Your goal
Print, from the listing below, the lines starting at the line containing "(low nibble) |" and ending at the line containing "pub const STOP: MotorCommand", exactly as they stand, and print nothing else.

Supplied entries
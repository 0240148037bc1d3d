//! # Command Frame Constants and Types
//!
//! Wire layout of the long-range command frame:
//!
//! | Byte | Field |
//! |------|-------|
//! | 0 | robot id |
//! | 1 | motor command bitmask (low nibble) |
//! | 2 | speed edge (0/1) |
//! | 3 | landing state (0/1) |
//! | 4-5 | CRC16 over bytes 0-3, big-endian |

use std::fmt;

use thiserror::Error;

/// Complete frame size in bytes
pub const FRAME_SIZE: usize = 6;

/// Bytes covered by the CRC
pub const PAYLOAD_SIZE: usize = 4;

/// Byte offsets inside a frame
pub const ROBOT_ID_OFFSET: usize = 0;
pub const MOTOR_OFFSET: usize = 1;
pub const SPEED_EDGE_OFFSET: usize = 2;
pub const LANDING_OFFSET: usize = 3;
pub const CRC_OFFSET: usize = 4;

/// Left track forward
pub const MOTOR_LEFT_FORWARD: u8 = 0b0001;
/// Left track reverse
pub const MOTOR_LEFT_REVERSE: u8 = 0b0010;
/// Right track forward
pub const MOTOR_RIGHT_FORWARD: u8 = 0b0100;
/// Right track reverse
pub const MOTOR_RIGHT_REVERSE: u8 = 0b1000;

/// Bits of the motor byte that carry meaning
pub const MOTOR_COMMAND_MASK: u8 = 0b1111;

/// 4-bit motor intent bitmask.
///
/// Bits above the low nibble are discarded on construction.
#[derive(Debug, Clone, Copy, PartialEq, Eq, Default, Hash)]
pub struct MotorCommand(u8);

impl MotorCommand {
    /// All motors stopped
    pub const STOP: MotorCommand = MotorCommand(0);

    /// Build a command from a raw byte, keeping only the low nibble
    pub const fn from_bits(bits: u8) -> Self {
        Self(bits & MOTOR_COMMAND_MASK)
    }

    /// Build a command from the four drive flags
    pub const fn from_flags(
        left_forward: bool,
        left_reverse: bool,
        right_forward: bool,
        right_reverse: bool,
    ) -> Self {
        let mut bits = 0;
        if left_forward {
            bits |= MOTOR_LEFT_FORWARD;
        }
        if left_reverse {
            bits |= MOTOR_LEFT_REVERSE;
        }
        if right_forward {
            bits |= MOTOR_RIGHT_FORWARD;
        }
        if right_reverse {
            bits |= MOTOR_RIGHT_REVERSE;
        }
        Self(bits)
    }

    pub const fn bits(self) -> u8 {
        self.0
    }

    pub const fn left_forward(self) -> bool {
        self.0 & MOTOR_LEFT_FORWARD != 0
    }

    pub const fn left_reverse(self) -> bool {
        self.0 & MOTOR_LEFT_REVERSE != 0
    }

    pub const fn right_forward(self) -> bool {
        self.0 & MOTOR_RIGHT_FORWARD != 0
    }

    pub const fn right_reverse(self) -> bool {
        self.0 & MOTOR_RIGHT_REVERSE != 0
    }

    pub const fn is_stop(self) -> bool {
        self.0 == 0
    }
}

impl fmt::Display for MotorCommand {
    fn fmt(&self, f: &mut fmt::Formatter<'_>) -> fmt::Result {
        write!(f, "0b{:04b}", self.0)
    }
}

/// Decoded, CRC-checked and address-checked command frame
#[derive(Debug, Clone, Copy, PartialEq, Eq)]
pub struct CommandPacket {
    /// Target robot id
    pub robot_id: u8,

    /// Motor intent
    pub motor_command: MotorCommand,

    /// Speed toggle input as sampled by the operator node
    pub speed_edge: bool,

    /// Landing gear intent
    pub landing_state: bool,

    /// Checksum as received
    pub crc16: u16,
}

/// Reasons a received frame is discarded before any field is used
#[derive(Debug, Clone, Copy, PartialEq, Eq, Error)]
pub enum FrameError {
    /// Received length differs from [`FRAME_SIZE`]
    #[error("wrong frame length: expected {expected} bytes, got {actual}")]
    WrongLength { expected: usize, actual: usize },

    /// Checksum over the payload does not match the trailer
    #[error("CRC mismatch: computed 0x{computed:04X}, received 0x{received:04X}")]
    CrcMismatch { computed: u16, received: u16 },

    /// CRC-valid frame addressed to another robot
    #[error("frame addressed to robot {actual}, expected {expected}")]
    AddressMismatch { expected: u8, actual: u8 },
}

impl FrameError {
    /// Whether the frame passed its checksum before being rejected.
    ///
    /// Such frames still prove the long-range radio is receiving.
    pub fn is_crc_valid(&self) -> bool {
        matches!(self, FrameError::AddressMismatch { .. })
    }
}
//! # Command Frame Decoder
//!
//! Validates received frames. Checks run in wire order: length, checksum,
//! then robot id, so no field is trusted before the CRC has matched.

use super::crc::crc16_ccitt;
use super::packet::*;

/// Decode and validate a received frame
///
/// # Arguments
///
/// * `frame` - Raw bytes as delivered by the radio
/// * `target_id` - Robot id this node answers to
///
/// # Returns
///
/// * `Result<CommandPacket, FrameError>` - Packet, or the reason it was discarded
///
/// # Errors
///
/// Returns error if:
/// - Frame length is not [`FRAME_SIZE`]
/// - CRC check fails
/// - Robot id differs from `target_id`
pub fn decode(frame: &[u8], target_id: u8) -> Result<CommandPacket, FrameError> {
    if frame.len() != FRAME_SIZE {
        return Err(FrameError::WrongLength {
            expected: FRAME_SIZE,
            actual: frame.len(),
        });
    }

    let received = u16::from_be_bytes([frame[CRC_OFFSET], frame[CRC_OFFSET + 1]]);
    let computed = crc16_ccitt(&frame[..PAYLOAD_SIZE]);

    if computed != received {
        return Err(FrameError::CrcMismatch { computed, received });
    }

    let robot_id = frame[ROBOT_ID_OFFSET];
    if robot_id != target_id {
        return Err(FrameError::AddressMismatch {
            expected: target_id,
            actual: robot_id,
        });
    }

    Ok(CommandPacket {
        robot_id,
        motor_command: MotorCommand::from_bits(frame[MOTOR_OFFSET]),
        speed_edge: frame[SPEED_EDGE_OFFSET] != 0,
        landing_state: frame[LANDING_OFFSET] != 0,
        crc16: received,
    })
}

#[cfg(test)]
mod tests {
    use super::*;
    use crate::protocol::encoder::encode;

    const ROBOT_ID: u8 = 69;

    #[test]
    fn test_decode_valid_frame() {
        let frame = encode(ROBOT_ID, MotorCommand::from_bits(0b0101), true, true);
        let packet = decode(&frame, ROBOT_ID).unwrap();

        assert_eq!(packet.robot_id, ROBOT_ID);
        assert_eq!(packet.motor_command.bits(), 0b0101);
        assert!(packet.speed_edge);
        assert!(packet.landing_state);
        assert_eq!(packet.crc16, u16::from_be_bytes([frame[4], frame[5]]));
    }

    #[test]
    fn test_decode_recovers_every_motor_and_flag_combination() {
        for bits in 0..=MOTOR_COMMAND_MASK {
            for speed_edge in [false, true] {
                for landing_state in [false, true] {
                    let motor = MotorCommand::from_bits(bits);
                    let frame = encode(ROBOT_ID, motor, speed_edge, landing_state);
                    let packet = decode(&frame, ROBOT_ID).unwrap();

                    assert_eq!(packet.motor_command, motor);
                    assert_eq!(packet.speed_edge, speed_edge);
                    assert_eq!(packet.landing_state, landing_state);
                }
            }
        }
    }

    #[test]
    fn test_decode_wrong_length() {
        let frame = encode(ROBOT_ID, MotorCommand::STOP, false, false);

        assert_eq!(
            decode(&frame[..5], ROBOT_ID),
            Err(FrameError::WrongLength { expected: 6, actual: 5 })
        );

        let mut long = frame.to_vec();
        long.push(0);
        assert!(matches!(
            decode(&long, ROBOT_ID),
            Err(FrameError::WrongLength { actual: 7, .. })
        ));

        assert!(decode(&[], ROBOT_ID).is_err());
    }

    #[test]
    fn test_decode_crc_error() {
        let mut frame = encode(ROBOT_ID, MotorCommand::STOP, false, false);
        frame[5] ^= 0xFF;

        assert!(matches!(
            decode(&frame, ROBOT_ID),
            Err(FrameError::CrcMismatch { .. })
        ));
    }

    #[test]
    fn test_decode_address_mismatch() {
        let frame = encode(12, MotorCommand::from_bits(0b0001), false, false);

        assert_eq!(
            decode(&frame, ROBOT_ID),
            Err(FrameError::AddressMismatch { expected: ROBOT_ID, actual: 12 })
        );
    }

    #[test]
    fn test_corrupted_robot_id_fails_crc_not_address() {
        let mut frame = encode(ROBOT_ID, MotorCommand::STOP, false, false);
        frame[0] ^= 0x01;

        assert!(matches!(
            decode(&frame, ROBOT_ID),
            Err(FrameError::CrcMismatch { .. })
        ));
    }

    #[test]
    fn test_every_single_bit_error_is_detected() {
        let frame = encode(ROBOT_ID, MotorCommand::from_bits(0b0110), true, false);

        for bit in 0..FRAME_SIZE * 8 {
            let mut corrupted = frame;
            corrupted[bit / 8] ^= 1 << (bit % 8);

            assert!(
                matches!(decode(&corrupted, ROBOT_ID), Err(FrameError::CrcMismatch { .. })),
                "single-bit error at bit {} went undetected",
                bit
            );
        }
    }

    #[test]
    fn test_every_double_bit_error_is_detected() {
        let frame = encode(ROBOT_ID, MotorCommand::from_bits(0b1001), false, true);
        let total_bits = FRAME_SIZE * 8;

        for first in 0..total_bits {
            for second in (first + 1)..total_bits {
                let mut corrupted = frame;
                corrupted[first / 8] ^= 1 << (first % 8);
                corrupted[second / 8] ^= 1 << (second % 8);

                assert!(
                    decode(&corrupted, ROBOT_ID).is_err(),
                    "double-bit error at bits {} and {} went undetected",
                    first,
                    second
                );
            }
        }
    }

    #[test]
    fn test_nonzero_flag_bytes_read_as_true() {
        let mut frame = [ROBOT_ID, 0, 7, 2, 0, 0];
        let crc = crc16_ccitt(&frame[..PAYLOAD_SIZE]);
        frame[4..].copy_from_slice(&crc.to_be_bytes());

        let packet = decode(&frame, ROBOT_ID).unwrap();
        assert!(packet.speed_edge);
        assert!(packet.landing_state);
    }
}
//! # Hardware I/O Module
//!
//! Discrete GPIO and PWM primitives consumed by the nodes.
//!
//! This module handles:
//! - `read(pin)` / `write(pin, level)` / `write(channel, duty)` abstractions
//! - Rising-edge detection and edge-toggled latches for operator controls
//! - Linux sysfs bindings for GPIO and PWM

pub mod edge;
pub mod sysfs;

pub use edge::{RisingEdge, Toggle};

use crate::error::Result;

/// Discrete input read, e.g. an operator button
pub trait DigitalInput {
    /// Read the logical level of `pin` (`true` = asserted/pressed)
    fn read(&mut self, pin: u32) -> Result<bool>;
}

/// Discrete output write, e.g. a status LED or a reset line
pub trait DigitalOutput {
    /// Drive `pin` high (`true`) or low (`false`)
    fn write(&mut self, pin: u32, high: bool) -> Result<()>;
}

/// PWM duty write
pub trait PwmOutput {
    /// Set `channel` to `duty`, in units of the output's configured maximum
    fn write(&mut self, channel: u32, duty: u16) -> Result<()>;
}

impl<T: DigitalInput + ?Sized> DigitalInput for Box<T> {
    fn read(&mut self, pin: u32) -> Result<bool> {
        (**self).read(pin)
    }
}

impl<T: DigitalOutput + ?Sized> DigitalOutput for Box<T> {
    fn write(&mut self, pin: u32, high: bool) -> Result<()> {
        (**self).write(pin, high)
    }
}

impl<T: PwmOutput + ?Sized> PwmOutput for Box<T> {
    fn write(&mut self, channel: u32, duty: u16) -> Result<()> {
        (**self).write(channel, duty)
    }
}

#[cfg(test)]
pub mod mocks {
    use super::*;
    use std::collections::HashMap;
    use std::sync::{Arc, Mutex};

    /// Recording GPIO/PWM double shared between a node and its test
    #[derive(Clone, Default)]
    pub struct MockPins {
        pub inputs: Arc<Mutex<HashMap<u32, bool>>>,
        pub outputs: Arc<Mutex<Vec<(u32, bool)>>>,
        pub duties: Arc<Mutex<Vec<(u32, u16)>>>,
    }

    impl MockPins {
        pub fn new() -> Self {
            Self::default()
        }

        pub fn set_input(&self, pin: u32, level: bool) {
            self.inputs.lock().unwrap().insert(pin, level);
        }

        pub fn output_writes(&self) -> Vec<(u32, bool)> {
            self.outputs.lock().unwrap().clone()
        }

        pub fn duty_writes(&self) -> Vec<(u32, u16)> {
            self.duties.lock().unwrap().clone()
        }

        /// Latest duty written per channel
        pub fn duty(&self, channel: u32) -> Option<u16> {
            self.duties
                .lock()
                .unwrap()
                .iter()
                .rev()
                .find(|(ch, _)| *ch == channel)
                .map(|(_, duty)| *duty)
        }

        pub fn clear(&self) {
            self.outputs.lock().unwrap().clear();
            self.duties.lock().unwrap().clear();
        }
    }

    impl DigitalInput for MockPins {
        fn read(&mut self, pin: u32) -> Result<bool> {
            Ok(*self.inputs.lock().unwrap().get(&pin).unwrap_or(&false))
        }
    }

    impl DigitalOutput for MockPins {
        fn write(&mut self, pin: u32, high: bool) -> Result<()> {
            self.outputs.lock().unwrap().push((pin, high));
            Ok(())
        }
    }

    impl PwmOutput for MockPins {
        fn write(&mut self, channel: u32, duty: u16) -> Result<()> {
            self.duties.lock().unwrap().push((channel, duty));
            Ok(())
        }
    }
}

Solved problem
//! | 1 | motor command bitmask (low nibble) |
//! | 2 | speed edge (0/1) |
//! | 3 | landing state (0/1) |
//! | 4-5 | CRC16 over bytes 0-3, big-endian |

use std::fmt;

use thiserror::Error;

/// Complete frame size in bytes
pub const FRAME_SIZE: usize = 6;

/// Bytes covered by the CRC
pub const PAYLOAD_SIZE: usize = 4;

/// Byte offsets inside a frame
pub const ROBOT_ID_OFFSET: usize = 0;
pub const MOTOR_OFFSET: usize = 1;
pub const SPEED_EDGE_OFFSET: usize = 2;
pub const LANDING_OFFSET: usize = 3;
pub const CRC_OFFSET: usize = 4;

/// Left track forward
pub const MOTOR_LEFT_FORWARD: u8 = 0b0001;
/// Left track reverse
pub const MOTOR_LEFT_REVERSE: u8 = 0b0010;
/// Right track forward
pub const MOTOR_RIGHT_FORWARD: u8 = 0b0100;
/// Right track reverse
pub const MOTOR_RIGHT_REVERSE: u8 = 0b1000;

/// Bits of the motor byte that carry meaning
pub const MOTOR_COMMAND_MASK: u8 = 0b1111;

/// 4-bit motor intent bitmask.
///
/// Bits above the low nibble are discarded on construction.
#[derive(Debug, Clone, Copy, PartialEq, Eq, Default, Hash)]
pub struct MotorCommand(u8);

impl MotorCommand {
    /// All motors stopped
    pub const STOP: MotorCommand = MotorCommand(0);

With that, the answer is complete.